In the above, we have considered the vertically inhomogeneous structures of only cloud and snow, whereas all physical quantities in the atmosphere are vertically inhomogeneous (e.g., the concentrations of all types of gases and aerosols). In current climate models, the vertical layer resolution is far from that required to resolve such vertical inhomogeneity. In this study, we have proposed a new inhomogeneous SRT/IRT solution to address the vertical inhomogeneity by introducing an internal variation of IOPs inside each model layer. This scheme is based on standard perturbation theory and allows us to use the standard solar Eddington solution and standard infrared two-stream solution for homogeneous layers to identify a zeroth-order equation and a first-order equation that includes the inhomogeneous effect. The new SRT/IRT solution can accurately express the inhomogeneous effect in each model layer, and it reduces to the standard solution when the medium is homogeneous.

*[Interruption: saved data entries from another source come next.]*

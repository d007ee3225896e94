//! Presentation side of the Homagama predictor.
//!
//! Formats a prediction and its weather observation into display strings,
//! and drives the fetch/predict workflow through a [`PresentationPort`] so
//! the pipeline never touches a concrete rendering surface.

pub mod format;
pub mod hourly;
pub mod port;
pub mod terminal;
pub mod view_model;
pub mod workflow;

pub use hourly::{render_hourly, HourlyEntry, HourlyRows};
pub use port::{BusyGuard, PresentationPort};
pub use terminal::TerminalPresenter;
pub use view_model::{build_view_model, QuickStats, Theme, ViewModel};
pub use workflow::PredictionWorkflow;
//! Prediction-service error types.

use homagama_core::AppError;
use thiserror::Error;

#[derive(Error, Debug)]
pub enum PredictionError {
    /// The service answered with a non-success status.
    #[error("Backend Error: {status_text}")]
    Status { status: u16, status_text: String },

    #[error("Failed to reach prediction service: {0}")]
    Network(#[from] reqwest::Error),

    #[error("Malformed prediction response: {0}")]
    Parse(#[from] serde_json::Error),
}

impl PredictionError {
    pub(crate) fn from_status(status: reqwest::StatusCode) -> Self {
        Self::Status {
            status: status.as_u16(),
            status_text: status.canonical_reason().unwrap_or_default().to_string(),
        }
    }
}

impl From<PredictionError> for AppError {
    fn from(e: PredictionError) -> Self {
        AppError::Prediction(e.to_string())
    }
}

#[cfg(test)]
mod tests {
    use super::*;

    #[test]
    fn test_status_message() {
        let err = PredictionError::from_status(reqwest::StatusCode::BAD_GATEWAY);
        assert_eq!(err.to_string(), "Backend Error: Bad Gateway");
    }

    #[test]
    fn test_maps_to_prediction_kind() {
        let app_err: AppError = PredictionError::from_status(reqwest::StatusCode::NOT_FOUND).into();
        assert!(matches!(app_err, AppError::Prediction(ref m) if m == "Backend Error: Not Found"));
    }
}
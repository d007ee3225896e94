use anyhow::Result;

use crate::config::Config;

/// Main application state and lifecycle manager.
///
/// Configuration is loaded and the prediction endpoint is resolved exactly
/// once, here. Nothing downstream re-reads either.
pub struct App {
    config: Config,
    prediction_url: String,
}

impl App {
    /// Create a new application instance from the on-disk configuration
    pub fn new() -> Result<Self> {
        let (config, _warnings) = Config::load_validated()?;
        Ok(Self::with_config(config))
    }

    /// Create an application instance from an already-built configuration
    pub fn with_config(config: Config) -> Self {
        let prediction_url = config.prediction.resolve_url().to_string();

        tracing::info!(
            endpoint = %config.prediction.endpoint,
            url = %prediction_url,
            "Prediction endpoint selected"
        );

        Self {
            config,
            prediction_url,
        }
    }

    /// Shutdown the application
    pub fn shutdown(&mut self) -> Result<()> {
        tracing::info!("Shutting down application");
        Ok(())
    }

    /// Get reference to application config
    pub fn config(&self) -> &Config {
        &self.config
    }

    /// Prediction URL resolved at startup
    pub fn prediction_url(&self) -> &str {
        &self.prediction_url
    }
}
//! Open-Meteo forecast client.

use homagama_core::WeatherConfig;
use reqwest::Client;
use std::sync::Arc;
use tracing::instrument;

use crate::error::WeatherError;
use crate::location::Location;
use crate::types::WeatherObservation;

const FORECAST_PATH: &str = "/v1/forecast";
const USER_AGENT: &str = concat!("Homagama/", env!("CARGO_PKG_VERSION"));

const DAILY_FIELDS: &str = "temperature_2m_max,temperature_2m_min,temperature_2m_mean,\
precipitation_sum,precipitation_probability_max,windspeed_10m_max,\
relative_humidity_2m_max,uv_index_max,weathercode";
const HOURLY_FIELDS: &str =
    "temperature_2m,precipitation_probability,windspeed_10m,relative_humidity_2m";

#[derive(Debug, Clone)]
pub struct WeatherProvider {
    client: Arc<Client>,
    base_url: String,
    location: Location,
}

impl WeatherProvider {
    /// Location and API host both come from the `[weather]` config section.
    pub fn from_config(config: &WeatherConfig) -> Result<Self, WeatherError> {
        Self::with_base_url(Location::from_config(config), &config.base_url)
    }

    /// Point the provider at a different API host (mirrors, mock servers).
    pub fn with_base_url(location: Location, base_url: &str) -> Result<Self, WeatherError> {
        // No timeout: a request waits until the transport resolves or fails.
        let client = Client::builder().user_agent(USER_AGENT).build()?;

        Ok(Self {
            client: Arc::new(client),
            base_url: base_url.trim_end_matches('/').to_string(),
            location,
        })
    }

    pub fn location(&self) -> &Location {
        &self.location
    }

    /// Full forecast URL for the configured location
    pub fn forecast_url(&self) -> String {
        format!(
            "{}{}?latitude={}&longitude={}&daily={}&hourly={}&timezone=auto",
            self.base_url,
            FORECAST_PATH,
            self.location.latitude,
            self.location.longitude,
            DAILY_FIELDS,
            HOURLY_FIELDS
        )
    }

    /// Fetch today's daily aggregates and hourly series.
    #[instrument(skip(self), level = "info")]
    pub async fn fetch(&self) -> Result<WeatherObservation, WeatherError> {
        tracing::info!("Fetching meteorological data from Open-Meteo");

        let response = self.client.get(self.forecast_url()).send().await?;

        let status = response.status();
        if !status.is_success() {
            tracing::warn!("Weather API returned status {}", status);
            return Err(WeatherError::from_status(status));
        }

        let body = response.text().await?;
        let observation: WeatherObservation = serde_json::from_str(&body)?;

        tracing::debug!(
            days = observation.daily.time.len(),
            hours = observation.hourly.time.len(),
            "Weather data received"
        );
        Ok(observation)
    }
}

The new inhomogeneous SRT/IRT solution is a good way to resolve cloud vertical inhomogeneity. In the spectral band of 0.25–0.69 μm, the relative error in the inhomogeneous SRT solution is no more than 1.4%, whereas the error with the homogeneous SRT solution can be up to 7.4%. At the specific wavelength of 0.94 μm, the relative error with the inhomogeneous solution is not more than 5.7% but can be up to 10% with the homogeneous SRT solution. In the band of 5–8 μm, the homogeneous IRT solution is not sensitive to F I + τ 0 , and its relative error may reach −3.2% for upward emissivity, whereas the error of inhomogeneous IRT solution is only 1%. With F I + τ 0 increasing from 0 to 5 πB T , the error of downward emissivity for homogeneous solution varies from 4 to −10%, while the error ranges from 1 to −2% for inhomogeneous IRT solution. In the band of 11 μm, the relative error of homogeneous IRT solution is around −1.2% for upward emissivity, and the error of inhomogeneous IRT solution is only less than 0.5%. For downward emissivity, the maximum error of homogeneous IRT solution can be up to −11%, and the maximum error of inhomogeneous IRT solution is only around −1% when F I + τ 0 = 5 πB T .

In specific spectral bands or at particular wavelengths, the vertical variations in IOPs can typically be fitted easily into Eq. (3) to obtain the required parameters. A simple fitting program can be easily incorporated into a climate model to produce the inhomogeneous IOPs of stratocumulus clouds. If no such cloud inhomogeneity information is available in the current climate models, the vertical variation rates of cloud LWC and DCA can be derived empirically from observations, which show that the vertical variation rates of LWC and DCA in stratocumulus clouds are not very different [5, 7, 8].

In this study, we presented only a single-layer inhomogeneous SRT/IRT solution. To implement the new solution in a climate model, the adding process for layer-to-layer connections has to be solved. Under the homogeneous condition, the single-layer result in reflection and transmission is the same for an upward path and a downward path, but this is not true for an inhomogeneous layer. Therefore, the adding process has to be modified. We will present an algorithm for this multilayer adding process in our next study, in which the climatic impact of inhomogeneous clouds and inhomogeneous snows will be explored. The code base for the inhomogeneous SRT/IRT solution is available from the authors upon request.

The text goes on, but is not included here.